Reputation: 265
I am plotting a map with different study sites of malaria parasite drug resistance. The points of the study sites are sized relative to how many malaria parasites were sampled and the fill of the points is a gradient from 0 to 1 of the proportion of malaria parasites that were drug resistant. The following code reveals the map below:
###GENERATING AFRICA MAP###
africa = readOGR("/Users/transfer/Documents/Mapping Files/Africa Countries/Africa_SHP", layer="dissolved")
#FIXING THE NON-NODED INTERSECTS#
africa = gBuffer(africa, width=0, byid=TRUE)
#CREATING DATA FRAME FOR GGPLOT#
africa.map = fortify(africa, region="ID")
###PLOTTING SPM.437###
#SCALING THE SAMPLE SIZE USING CUBE-ROOT#
size = d.spm.437$Tot437^(1/3)
#PLOTTING#
ggplot(africa.map, aes(x = long, y = lat, group = group)) +
geom_polygon(colour="black", size=0.25, fill="white", aes(group=group)) +
geom_point(data = d.spm.437, aes(x = long, y = lat, fill=Frc437, group=NULL, size=Tot437),
size=size, shape=21, colour="black", size=0.5)
I tried using a color option but it did not work:
ggplot(africa.map, aes(x = long, y = lat, group = group)) +
geom_polygon(colour="black", size=0.25, fill="white", aes(group=group)) +
geom_point(data = d.spm.437, aes(x = long, y = lat, colour="red", fill=Frc437, group=NULL, size=Tot437),
size=size, shape=21, colour="black", size=0.5)

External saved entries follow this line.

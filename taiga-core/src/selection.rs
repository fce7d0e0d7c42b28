//! Weight selection and discount tiers
//!
//! A selection is either one of the fixed presets (weight + discount chosen
//! atomically) or a custom weight, which never carries a discount. Only one
//! selection is active at a time; picking a new option fully replaces the
//! previous one.

use crate::models::Category;

/// Fixed (weight, discount) tier offered as a one-click option
#[derive(Debug, Clone, Copy, PartialEq)]
pub struct Preset {
    pub weight_kg: f64,
    pub discount_percent: f64,
}

/// Discount schedule for jar-sized categories
pub const STANDARD_PRESETS: [Preset; 3] = [
    Preset {
        weight_kg: 1.4,
        discount_percent: 0.0,
    },
    Preset {
        weight_kg: 2.1,
        discount_percent: 5.0,
    },
    Preset {
        weight_kg: 2.8,
        discount_percent: 10.0,
    },
];

impl Category {
    /// Preset tiers for this category; empty means custom entry only
    pub fn presets(&self) -> &'static [Preset] {
        match self {
            Category::Jam | Category::Honey => &STANDARD_PRESETS,
            Category::Tea => &[],
        }
    }
}

/// The active weight choice for the open product
#[derive(Debug, Clone, Copy, PartialEq)]
pub enum WeightSelection {
    Preset(Preset),
    /// Custom weight in kilograms; always 0% discount
    Custom(f64),
}

impl WeightSelection {
    pub fn weight_kg(&self) -> f64 {
        match self {
            WeightSelection::Preset(preset) => preset.weight_kg,
            WeightSelection::Custom(weight) => *weight,
        }
    }

    pub fn discount_percent(&self) -> f64 {
        match self {
            WeightSelection::Preset(preset) => preset.discount_percent,
            WeightSelection::Custom(_) => 0.0,
        }
    }
}

#[cfg(test)]
mod tests {
    use super::*;

    #[test]
    fn test_preset_schedule() {
        let presets = Category::Jam.presets();
        assert_eq!(presets.len(), 3);
        assert_eq!(presets[1].weight_kg, 2.1);
        assert_eq!(presets[1].discount_percent, 5.0);
        assert_eq!(presets[2].discount_percent, 10.0);
    }

    #[test]
    fn test_tea_has_no_presets() {
        assert!(Category::Tea.presets().is_empty());
    }

    #[test]
    fn test_custom_never_discounts() {
        let selection = WeightSelection::Custom(3.2);
        assert_eq!(selection.weight_kg(), 3.2);
        assert_eq!(selection.discount_percent(), 0.0);
    }
}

Anybody know how to get the color of the fill to show a scale of red, lighter being 0 and darker being 1?
Upvotes: 4
Views: 3788
Reputation: 173577
As I mentioned in my comment, I think you're a little confused about setting vs mapping aesthetics.
You map aesthetics to a variable in your data frame inside of aes()
. So, aes(color = var)
maps the color aesthetic to the variable var, and you get a legend to show how color varies with var. If you set color, outside of aes()
, to a single value, then you are simply setting all points to be a single color: color = "red"
.
The reason I suspect you're confused is that you have size=Tot437
inside of aes()
, and then both size=size
and size=0.5
outside of aes()
.
Finally, to change the color palette, you need to be aware of the scale_color_*
functions (as well as scale_fill_*, scale_size_*
etc). Here's a simple example to get you started:
dat <- data.frame(x = rnorm(50),
y = rnorm(50),
f = runif(50))
library(ggplot2)
library(munsell)
cl <- mnsl(c("5R 2/4", "5R 7/10"))
ggplot(dat,aes(x,y,fill = f)) +
geom_point(size = 5,shape = 21) +
scale_fill_gradient(low = cl[1],high = cl[2])
How did I come up with that crazy looking color specification? Just from the first few lines of scale_fill_continuous
and then poking around in the munsell package a bit.
Edit: I completely missed that you were actually using pch = 21
which is basically the only point shape for while the fill
aesthetic makes sense, so I've edited to remove my comments on that score.